Improving anabolic resistance, basically means, improving your muscle mass retention, lowering your risk of losing muscle tissue and lowering your risk of suffering poor bone health.
If you’re training less at the moment as well then that’s something that you want to be interested in. Therefore Omega 3 fish oils definitely make the list.
How much you should take depends on how much oily fish you eat. If you eat a lot, you probably don’t need to take them. If you don’t eat much or any, then somewhere between 300 to 1000 milligrammes of EPA and DHA. If you’re a vegetarian or a vegan, then I would recommend getting algae oil to help.
Vitamin D is the next supplement you need to think about. If you get plenty of sun exposure throughout the day, you don’t need to supplement with it. If you don’t get out in the sun much then I would highly recommend getting some high quality vitamin D.
The research by Tomlinson et al in 2015 showed that vitamin D supplementation increased upper and lower limb strength in relation to Vitamin D levels. This was a remote study with randomised control and with a bunch of different studies in vitamin D usage.
If you have a lighter skin pigmentation you’ll absorb vitamin D from the sun better, so during the summer, you might not need any if you’re getting plenty of sun exposure. In the winter, you’ll want around 1300iu, per day. If you have a darker skin pigmentation, then you will need 2100iu to 3100iu, per day, year round.

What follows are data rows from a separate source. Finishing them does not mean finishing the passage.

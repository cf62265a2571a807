use gloo_file::{File as GlooFile, ObjectUrl};
use gloo_timers::callback::Interval;
use shared::{
    AnalysisInput, AnalysisResult, ContentKind, GatewayError, HistoryLedger, ProgressSequence,
    Session, ValidationError,
};
use web_sys::DragEvent;
use yew::prelude::*;

mod api;
mod components;

use components::{
    handlers, header, history_panel, input_panel, kind_tabs, progress_bar, results, utils,
};

/// The selected file plus its preview handle. Dropping the `ObjectUrl`
/// revokes the underlying blob URL.
pub struct FileData {
    pub file: GlooFile,
    pub preview_url: ObjectUrl,
}

pub enum Msg {
    // Input events
    SelectKind(ContentKind),
    TextChanged(String),
    FilesChosen(Vec<GlooFile>),
    HandleDrop(DragEvent),
    SetDragging(bool),
    RemoveFile,

    // Analysis lifecycle
    Submit,
    ProgressTick,
    GatewayResolved(u64, Result<AnalysisResult, GatewayError>),

    // History
    ClearHistory,
}

pub struct Model {
    pub session: Session,
    pub history: HistoryLedger,
    pub text: String,
    pub file: Option<FileData>,
    pub is_dragging: bool,
    pub local_error: Option<ValidationError>,
    // Ticker driving the synthetic progress; scoped to the current request.
    pub progress_timer: Option<Interval>,
    pub progress_seq: ProgressSequence,
}

impl Model {
    /// The payload the current kind would submit, if one is present.
    pub fn current_input(&self) -> Option<AnalysisInput> {
        match self.session.kind() {
            ContentKind::Text => Some(AnalysisInput::Text {
                body: self.text.clone(),
            }),
            ContentKind::Image => self.file.as_ref().map(|fd| AnalysisInput::Image {
                mime_type: fd.file.raw_mime_type(),
            }),
            ContentKind::Video => self.file.as_ref().map(|fd| AnalysisInput::Video {
                mime_type: fd.file.raw_mime_type(),
            }),
        }
    }

    /// Label a completed analysis gets in the history ledger.
    pub fn display_name(&self) -> String {
        match self.session.kind() {
            ContentKind::Text => utils::truncate_label(self.text.trim(), 60),
            ContentKind::Image | ContentKind::Video => self
                .file
                .as_ref()
                .map(|fd| fd.file.name())
                .unwrap_or_else(|| "Untitled".to_string()),
        }
    }
}

impl Component for Model {
    type Message = Msg;
    type Properties = ();

    fn create(_ctx: &Context<Self>) -> Self {
        Self {
            session: Session::new(),
            history: HistoryLedger::new(),
            text: String::new(),
            file: None,
            is_dragging: false,
            local_error: None,
            progress_timer: None,
            progress_seq: ProgressSequence::new(),
        }
    }

    fn update(&mut self, ctx: &Context<Self>, msg: Self::Message) -> bool {
        match msg {
            // Input events
            Msg::SelectKind(kind) => handlers::handle_select_kind(self, kind),
            Msg::TextChanged(text) => handlers::handle_text_changed(self, text),
            Msg::FilesChosen(files) => handlers::handle_files_chosen(self, files),
            Msg::HandleDrop(event) => handlers::handle_drop(self, event),
            Msg::SetDragging(is_dragging) => {
                self.is_dragging = is_dragging;
                true
            }
            Msg::RemoveFile => handlers::handle_remove_file(self),

            // Analysis lifecycle
            Msg::Submit => handlers::handle_submit(self, ctx),
            Msg::ProgressTick => handlers::handle_progress_tick(self),
            Msg::GatewayResolved(token, outcome) => {
                handlers::handle_gateway_resolved(self, token, outcome)
            }

            // History
            Msg::ClearHistory => {
                self.history.clear();
                true
            }
        }
    }

    fn view(&self, ctx: &Context<Self>) -> Html {
        html! {
            <div class="container">
                { header::render_header() }

                <main class="main-content">
                    { kind_tabs::render_kind_tabs(self, ctx) }
                    { input_panel::render_input_panel(self, ctx) }
                    { input_panel::render_submit_button(self, ctx) }
                    { progress_bar::render_progress(self) }
                    { utils::render_local_error(self) }
                    { results::render_outcome(self) }
                    { history_panel::render_history(self, ctx) }
                </main>

                <footer class="app-footer">
                    <p>{"AuthDetect · AI Content Authenticity Detector"}</p>
                </footer>
            </div>
        }
    }
}

fn main() {
    wasm_logger::init(wasm_logger::Config::default());
    log::info!("App starting...");
    yew::Renderer::<Model>::new().render();
}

The last supplement you need to consider when it comes to muscle gain is creatine monohydrate. You might have heard me talk about creatine in the sports performance podcast.
Creatine monohydrate improves your training quality and your strength within a session. It improves your recovery session to session as well. It lowers your rate of perceived exertion, so you’re able to lift heavier and it also improves the response of anabolic properties.
Basically, it improves the muscle growth response to exercise, so plenty of reasons there to take creatine monohydrate. In terms of the amount that you need to take per day, three to five grammes per day.
You can take it every day with amount depending on your body weight, so less if you’re lighter, more if you’re heavier. Make sure you stick to just creatine monohydrate and not some other variant.
I personally prefer powder over pills, because I find that it mixes with liquid really easily and digests well.If you get a mixed digestive response from creatine monohydrate, then I would recommend taking it with food post workout, then you should be able to digest it perfectly fine.